Think of an MVC controller object as a piece of the piecewise-defined hash function. Whether you assign a hash (which acts as the data model) to a controller or manipulate the controller directly (for example, in response to user interaction), the application state and the model are always be kept in sync.
Each controller is a reusable component. It has its own hash range from 0 to k-1, where k is the cardinality of the component's model.
These components assemble together like LEGO® bricks, and no matter what assembly you make with them, the result is still a minimal perfect hash function over the assembly's state domain.
Leveraging the JavaScript prototype chain, I was able to add object-oriented concepts like inheritance into the equation.
A Real-World Demonstration
This isn't just a theoretical exercise. I put these methods into practice to create this website and the surrounding platform. Within the platform, this notebook is represented by a controller called "ejaugust.com"
. This is how many states it has:
60000
Right now, this is the state it's in, as an integer:
15000
In base64, that gives us the following hash:
3Go
When you interact with this app, you're changing its state, even if you're just scrolling the page. However, that's not the hash you see in your address bar. That's because this website is embedded into a larger platform.
Beyond the Notebook
Try opening the menu in the bottom left and visiting another app.
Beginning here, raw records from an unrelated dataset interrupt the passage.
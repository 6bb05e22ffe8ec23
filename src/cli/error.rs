// Error classification and argument validation for the CLI

use crate::error::TodoError;

/// Exit code for bad input, missing todos and conflicts
pub const EXIT_USER_ERROR: i32 = 1;
/// Exit code for storage or I/O failures
pub const EXIT_INTERNAL_ERROR: i32 = 2;

/// Decide the process exit code for an error returned by a command
///
/// Anything whose cause chain contains a database or I/O failure is internal;
/// everything else was caused by the invocation.
pub fn exit_code(err: &anyhow::Error) -> i32 {
    for cause in err.chain() {
        if let Some(todo_err) = cause.downcast_ref::<TodoError>() {
            return if todo_err.is_user_error() { EXIT_USER_ERROR } else { EXIT_INTERNAL_ERROR };
        }
        if cause.is::<rusqlite::Error>() || cause.is::<std::io::Error>() {
            return EXIT_INTERNAL_ERROR;
        }
    }
    EXIT_USER_ERROR
}

/// Validate that a todo ID is valid (positive integer)
pub fn validate_todo_id(id_str: &str) -> Result<i64, String> {
    id_str.trim().parse::<i64>()
        .map_err(|_| format!("Invalid todo ID: '{}'. Todo ID must be a number.", id_str))
        .and_then(|id| {
            if id > 0 {
                Ok(id)
            } else {
                Err(format!("Invalid todo ID: {}. Todo ID must be positive.", id))
            }
        })
}

/// Parse a numeric field value such as `urgency=3`; range checks happen in the repository
pub fn parse_number_field(field: &str, value: &str) -> Result<i64, String> {
    value.trim().parse::<i64>()
        .map_err(|_| format!("Invalid {}: '{}'. Expected a whole number.", field, value))
}

#[cfg(test)]
mod tests {
    use super::*;
    use anyhow::Context;

    #[test]
    fn test_validate_todo_id() {
        assert_eq!(validate_todo_id("1"), Ok(1));
        assert_eq!(validate_todo_id(" 42 "), Ok(42));
        assert!(validate_todo_id("0").is_err());
        assert!(validate_todo_id("-1").is_err());
        assert!(validate_todo_id("abc").is_err());
        assert!(validate_todo_id("").is_err());
    }

    #[test]
    fn test_parse_number_field() {
        assert_eq!(parse_number_field("urgency", "3"), Ok(3));
        assert!(parse_number_field("effort", "lots").unwrap_err().contains("effort"));
    }

    #[test]
    fn test_exit_code_classification() {
        let not_found = anyhow::Error::new(TodoError::todo_not_found(3));
        assert_eq!(exit_code(&not_found), EXIT_USER_ERROR);

        let validation: anyhow::Result<()> = Err(TodoError::validation("bad")).context("Failed to add todo");
        assert_eq!(exit_code(&validation.unwrap_err()), EXIT_USER_ERROR);

        let db = anyhow::Error::new(TodoError::Database(rusqlite::Error::InvalidQuery));
        assert_eq!(exit_code(&db), EXIT_INTERNAL_ERROR);

        let io = anyhow::Error::new(std::io::Error::new(std::io::ErrorKind::Other, "disk"));
        assert_eq!(exit_code(&io), EXIT_INTERNAL_ERROR);

        assert_eq!(exit_code(&anyhow::anyhow!("plain message")), EXIT_USER_ERROR);
    }
}
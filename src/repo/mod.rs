pub mod tag;
pub mod todo;

pub use tag::*;
pub use todo::*;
Don't worry - everything on this app will remain just as you left it, including your scroll position. Likewise, changes you make in another one of my apps will be retained when you come back to this one.
This is not accomplished using any storage API in javascript and you certainly aren't uploading your activity to any server. It's all stored in your address bar, in the URL itself.
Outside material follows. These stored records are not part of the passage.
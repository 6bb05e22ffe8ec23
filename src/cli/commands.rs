use clap::{Parser, Subcommand};
use chrono::{Local, NaiveDate};
use rusqlite::Connection;
use serde::Serialize;
use crate::cli::error::{parse_number_field, validate_todo_id};
use crate::cli::output::{
    format_stats, format_tag_counts, format_todo_line, format_todo_summary, format_todo_table,
};
use crate::cli::parser::{parse_todo_args, ParsedTodoArgs, CLEAR_VALUE};
use crate::config::Config;
use crate::db::DbConnection;
use crate::models::{normalize_tag_name, NewTodo, SubtaskSpec, TodoUpdate};
use crate::query;
use crate::repo::{ParentFilter, TagRepo, TodoFilter, TodoOrder, TodoRepo};
use crate::subtasks::create_subtasks;
use crate::utils::parse_date_expr;
use anyhow::{Context, Result};

#[derive(Parser)]
#[command(name = "deltatask")]
#[command(about = "DeltaTask - todos with deadlines, urgency, effort and subtasks")]
#[command(version = env!("CARGO_PKG_VERSION"))]
pub struct Cli {
    #[command(subcommand)]
    pub command: Commands,
}

#[derive(Subcommand)]
pub enum Commands {
    /// Add a new todo
    Add {
        /// Longer free-text description
        #[arg(short = 'd', long)]
        description: Option<String>,
        /// Print the created todo as JSON
        #[arg(long)]
        json: bool,
        /// Title and fields (e.g., "write report due=+3d urgency=4 effort=5 +work")
        #[arg(required = true, trailing_var_arg = true, allow_hyphen_values = true)]
        args: Vec<String>,
    },
    /// List todos
    List {
        /// Only completed todos
        #[arg(long, conflicts_with = "open")]
        done: bool,
        /// Only incomplete todos
        #[arg(long)]
        open: bool,
        /// Only todos carrying this tag
        #[arg(long)]
        tag: Option<String>,
        /// Only direct subtasks of this todo
        #[arg(long, conflicts_with = "top")]
        parent: Option<String>,
        /// Only top-level todos
        #[arg(long)]
        top: bool,
        /// Order by priority instead of creation order
        #[arg(long)]
        priority: bool,
        /// Output in JSON format
        #[arg(long)]
        json: bool,
    },
    /// Show a todo with its subtasks
    Show {
        /// Todo ID
        id: String,
        /// Output in JSON format
        #[arg(long)]
        json: bool,
    },
    /// Modify a todo
    Modify {
        /// Todo ID
        id: String,
        /// Replace the description
        #[arg(short = 'd', long, conflicts_with = "clear_description")]
        description: Option<String>,
        /// Remove the description
        #[arg(long)]
        clear_description: bool,
        /// New title words and fields (e.g., "urgency=5 due= +urgent -someday")
        #[arg(trailing_var_arg = true, allow_hyphen_values = true)]
        args: Vec<String>,
    },
    /// Mark a todo as completed
    Done {
        /// Todo ID
        id: String,
    },
    /// Mark a completed todo as open again
    Reopen {
        /// Todo ID
        id: String,
    },
    /// Delete a todo
    Delete {
        /// Todo ID
        id: String,
        /// Also delete all subtasks, recursively
        #[arg(long, conflicts_with = "keep_subtasks")]
        cascade: bool,
        /// Keep subtasks, moving them to top level
        #[arg(long)]
        keep_subtasks: bool,
    },
    /// Split a todo into subtasks
    Split {
        /// Parent todo ID
        id: String,
        /// One argument per subtask (e.g., "Draft outline urgency=3 effort=2 +writing")
        #[arg(required = true)]
        specs: Vec<String>,
    },
    /// Search titles, descriptions and tags
    Search {
        /// Output in JSON format
        #[arg(long)]
        json: bool,
        /// Text to look for (case-insensitive)
        #[arg(required = true, trailing_var_arg = true, allow_hyphen_values = true)]
        query: Vec<String>,
    },
    /// Show statistics
    Stats {
        /// Output in JSON format
        #[arg(long)]
        json: bool,
    },
    /// List tags with usage counts
    Tags {
        /// Output in JSON format
        #[arg(long)]
        json: bool,
    },
}

pub fn run() -> Result<()> {
    let cli = Cli::parse();
    handle_command(cli)
}

fn handle_command(cli: Cli) -> Result<()> {
    match cli.command {
        Commands::Add { description, json, args } => handle_add(args, description, json),
        Commands::List { done, open, tag, parent, top, priority, json } => {
            let completed = if done {
                Some(true)
            } else if open {
                Some(false)
            } else {
                None
            };
            let parent = match (parent, top) {
                (Some(id), _) => ParentFilter::ChildrenOf(parse_id(&id)?),
                (None, true) => ParentFilter::TopLevel,
                (None, false) => ParentFilter::Any,
            };
            let filter = TodoFilter {
                completed,
                tag,
                parent,
                order: if priority { TodoOrder::Priority } else { TodoOrder::Storage },
            };
            handle_list(filter, json)
        }
        Commands::Show { id, json } => handle_show(&id, json),
        Commands::Modify { id, description, clear_description, args } => {
            let description = if clear_description {
                Some(None)
            } else {
                description.map(Some)
            };
            handle_modify(&id, args, description)
        }
        Commands::Done { id } => handle_set_completed(&id, true),
        Commands::Reopen { id } => handle_set_completed(&id, false),
        Commands::Delete { id, cascade, keep_subtasks } => {
            let policy = if cascade {
                Some(true)
            } else if keep_subtasks {
                Some(false)
            } else {
                None
            };
            handle_delete(&id, policy)
        }
        Commands::Split { id, specs } => handle_split(&id, &specs),
        Commands::Search { json, query } => handle_search(&query.join(" "), json),
        Commands::Stats { json } => handle_stats(json),
        Commands::Tags { json } => handle_tags(json),
    }
}

fn connect() -> Result<Connection> {
    DbConnection::connect().context("Failed to connect to database")
}

fn today() -> NaiveDate {
    Local::now().date_naive()
}

fn print_json<T: Serialize + ?Sized>(value: &T) -> Result<()> {
    println!("{}", serde_json::to_string_pretty(value)?);
    Ok(())
}

fn parse_id(id_str: &str) -> Result<i64> {
    validate_todo_id(id_str).map_err(anyhow::Error::msg)
}

fn parse_number(field: &str, value: &str) -> Result<i64> {
    parse_number_field(field, value).map_err(anyhow::Error::msg)
}

/// `None` for the clear sentinel, otherwise a parsed date
fn parse_deadline(value: &str) -> Result<Option<NaiveDate>> {
    if value == CLEAR_VALUE {
        Ok(None)
    } else {
        parse_date_expr(value).map(Some)
    }
}

fn handle_add(args: Vec<String>, description: Option<String>, json: bool) -> Result<()> {
    let parsed = parse_todo_args(&args)?;
    if !parsed.tags_remove.is_empty() {
        anyhow::bail!("Cannot remove tags when adding a todo: -{}", parsed.tags_remove.join(" -"));
    }

    let mut new = NewTodo::new(parsed.title_text());
    new.description = description;
    new.tags = parsed.tags_add.clone();
    if let Some(due) = &parsed.due {
        new.deadline = parse_deadline(due)?;
    }
    if let Some(urgency) = &parsed.urgency {
        new.urgency = parse_number("urgency", urgency)?;
    }
    if let Some(effort) = &parsed.effort {
        new.effort = parse_number("effort", effort)?;
    }
    if let Some(parent) = &parsed.parent {
        if parent != CLEAR_VALUE {
            new.parent_id = Some(parse_id(parent)?);
        }
    }

    let conn = connect()?;
    let todo = TodoRepo::add(&conn, &new)?;

    if json {
        print_json(&todo)
    } else {
        println!("Created todo {}", format_todo_line(&todo));
        Ok(())
    }
}

fn handle_list(filter: TodoFilter, json: bool) -> Result<()> {
    let conn = connect()?;
    let todos = TodoRepo::list(&conn, &filter)?;

    if json {
        print_json(&todos)
    } else {
        println!("{}", format_todo_table(&todos, today()));
        Ok(())
    }
}

fn handle_show(id_str: &str, json: bool) -> Result<()> {
    let id = parse_id(id_str)?;
    let conn = connect()?;
    let tree = TodoRepo::get_tree(&conn, id)?;

    if json {
        print_json(&tree)
    } else {
        println!("{}", format_todo_summary(&tree, today()));
        Ok(())
    }
}

fn handle_modify(id_str: &str, args: Vec<String>, description: Option<Option<String>>) -> Result<()> {
    let id = parse_id(id_str)?;
    let parsed = parse_todo_args(&args)?;
    let conn = connect()?;

    let mut update = build_update(&parsed)?;
    update.description = description;
    if !parsed.tags_add.is_empty() || !parsed.tags_remove.is_empty() {
        let current = TodoRepo::get(&conn, id)?.tags;
        update.tags = Some(merge_tags(current, &parsed.tags_add, &parsed.tags_remove)?);
    }

    if update.is_empty() {
        anyhow::bail!("No modifications specified for todo {}", id);
    }

    let todo = TodoRepo::update(&conn, id, &update)?;
    println!("Modified todo {}", format_todo_line(&todo));
    Ok(())
}

/// Field tokens and title words -> partial update (tags handled by the caller)
fn build_update(parsed: &ParsedTodoArgs) -> Result<TodoUpdate> {
    let mut update = TodoUpdate::default();
    if !parsed.title.is_empty() {
        update.title = Some(parsed.title_text());
    }
    if let Some(due) = &parsed.due {
        update.deadline = Some(parse_deadline(due)?);
    }
    if let Some(urgency) = &parsed.urgency {
        update.urgency = Some(parse_number("urgency", urgency)?);
    }
    if let Some(effort) = &parsed.effort {
        update.effort = Some(parse_number("effort", effort)?);
    }
    if let Some(parent) = &parsed.parent {
        update.parent_id = Some(if parent == CLEAR_VALUE {
            None
        } else {
            Some(parse_id(parent)?)
        });
    }
    Ok(update)
}

/// Apply +tag / -tag tokens to an existing tag set
fn merge_tags(current: Vec<String>, add: &[String], remove: &[String]) -> Result<Vec<String>> {
    let remove = remove
        .iter()
        .map(|t| normalize_tag_name(t))
        .collect::<crate::error::Result<Vec<_>>>()?;

    let mut tags: Vec<String> = current.into_iter().filter(|t| !remove.contains(t)).collect();
    for tag in add {
        let tag = normalize_tag_name(tag)?;
        if !tags.contains(&tag) {
            tags.push(tag);
        }
    }
    tags.sort();
    Ok(tags)
}

fn handle_set_completed(id_str: &str, completed: bool) -> Result<()> {
    let id = parse_id(id_str)?;
    let conn = connect()?;
    let todo = TodoRepo::set_completed(&conn, id, completed)?;
    let verb = if completed { "Completed" } else { "Reopened" };
    println!("{} todo {}", verb, format_todo_line(&todo));
    Ok(())
}

fn handle_delete(id_str: &str, policy: Option<bool>) -> Result<()> {
    let id = parse_id(id_str)?;
    let config = Config::load()?;
    let cascade = policy.unwrap_or(config.cascade_delete);

    let conn = DbConnection::connect_at(&config.data_location)
        .context("Failed to connect to database")?;
    let todo = TodoRepo::get(&conn, id)?;
    let removed = TodoRepo::delete(&conn, id, cascade)?;

    if cascade && removed > 1 {
        println!("Deleted todo {}: {} (and {} subtask(s))", id, todo.title, removed - 1);
    } else {
        println!("Deleted todo {}: {}", id, todo.title);
    }
    Ok(())
}

/// One CLI argument per subtask: title words plus optional fields and +tags
fn parse_subtask_spec(spec: &str) -> Result<SubtaskSpec> {
    let tokens: Vec<&str> = spec.split_whitespace().collect();
    let parsed = parse_todo_args(&tokens)?;

    if parsed.parent.is_some() {
        anyhow::bail!("Subtask '{}' cannot set parent=; it is taken from the split target", spec);
    }
    if !parsed.tags_remove.is_empty() {
        anyhow::bail!("Subtask '{}' cannot remove tags", spec);
    }

    let mut result = SubtaskSpec::new(parsed.title_text());
    result.tags = parsed.tags_add.clone();
    if let Some(due) = &parsed.due {
        result.deadline = parse_deadline(due)?;
    }
    if let Some(urgency) = &parsed.urgency {
        result.urgency = Some(parse_number("urgency", urgency)?);
    }
    if let Some(effort) = &parsed.effort {
        result.effort = Some(parse_number("effort", effort)?);
    }
    Ok(result)
}

fn handle_split(id_str: &str, specs: &[String]) -> Result<()> {
    let parent_id = parse_id(id_str)?;
    let specs = specs
        .iter()
        .map(|s| parse_subtask_spec(s))
        .collect::<Result<Vec<_>>>()?;

    let conn = connect()?;
    let created = create_subtasks(&conn, parent_id, &specs)?;

    println!("Created {} subtask(s) under todo {}:", created.len(), parent_id);
    for todo in &created {
        println!("  {}", format_todo_line(todo));
    }
    Ok(())
}

fn handle_search(query: &str, json: bool) -> Result<()> {
    let conn = connect()?;
    let results = query::search(&conn, query)?;

    if json {
        print_json(&results)
    } else {
        println!("{}", format_todo_table(&results, today()));
        Ok(())
    }
}

fn handle_stats(json: bool) -> Result<()> {
    let conn = connect()?;
    let stats = query::statistics(&conn)?;

    if json {
        print_json(&stats)
    } else {
        println!("{}", format_stats(&stats));
        Ok(())
    }
}

fn handle_tags(json: bool) -> Result<()> {
    let conn = connect()?;
    let tags = TagRepo::list_with_counts(&conn)?;

    if json {
        print_json(&tags)
    } else {
        println!("{}", format_tag_counts(&tags));
        Ok(())
    }
}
Kireji is a platform that unites a collection of apps into a single minimal perfect hash function. The cardinality of all of those apps together is about . As an integer, it looks like this:
61661095870794301440000000000000000000
Here's the state you've assigned to the platform:
15053978504126339534034370560939843
Here's how it looks as a hash in base 64:
KoTW_xDghhRI53_jBt3
Now, we add the domain of the app you're in along with a semantic version number to obtain the exact URL you currently have in your address bar:
https://www.ejaugust.com
It's quite short, all things considered.
It gives you a robust link back to this exact state - and any other on the platform - so that you can bookmark, share and/or analyze it.
I'm still adding features to the platform like movable windows, the ability to have arbitrarily many windows open, and even a full read-write file system that behaves in the familiar way. These features will lengthen the URL, but we've got plenty of room to grow.
Conclusion
Thanks for reading! Hopefully, this shows you just how powerful a minimal perfect hash function is when employed for the purposes of data compression. The way that it overlays with MVC architecture is also very satisfying.
I look forward to writing more about the project soon!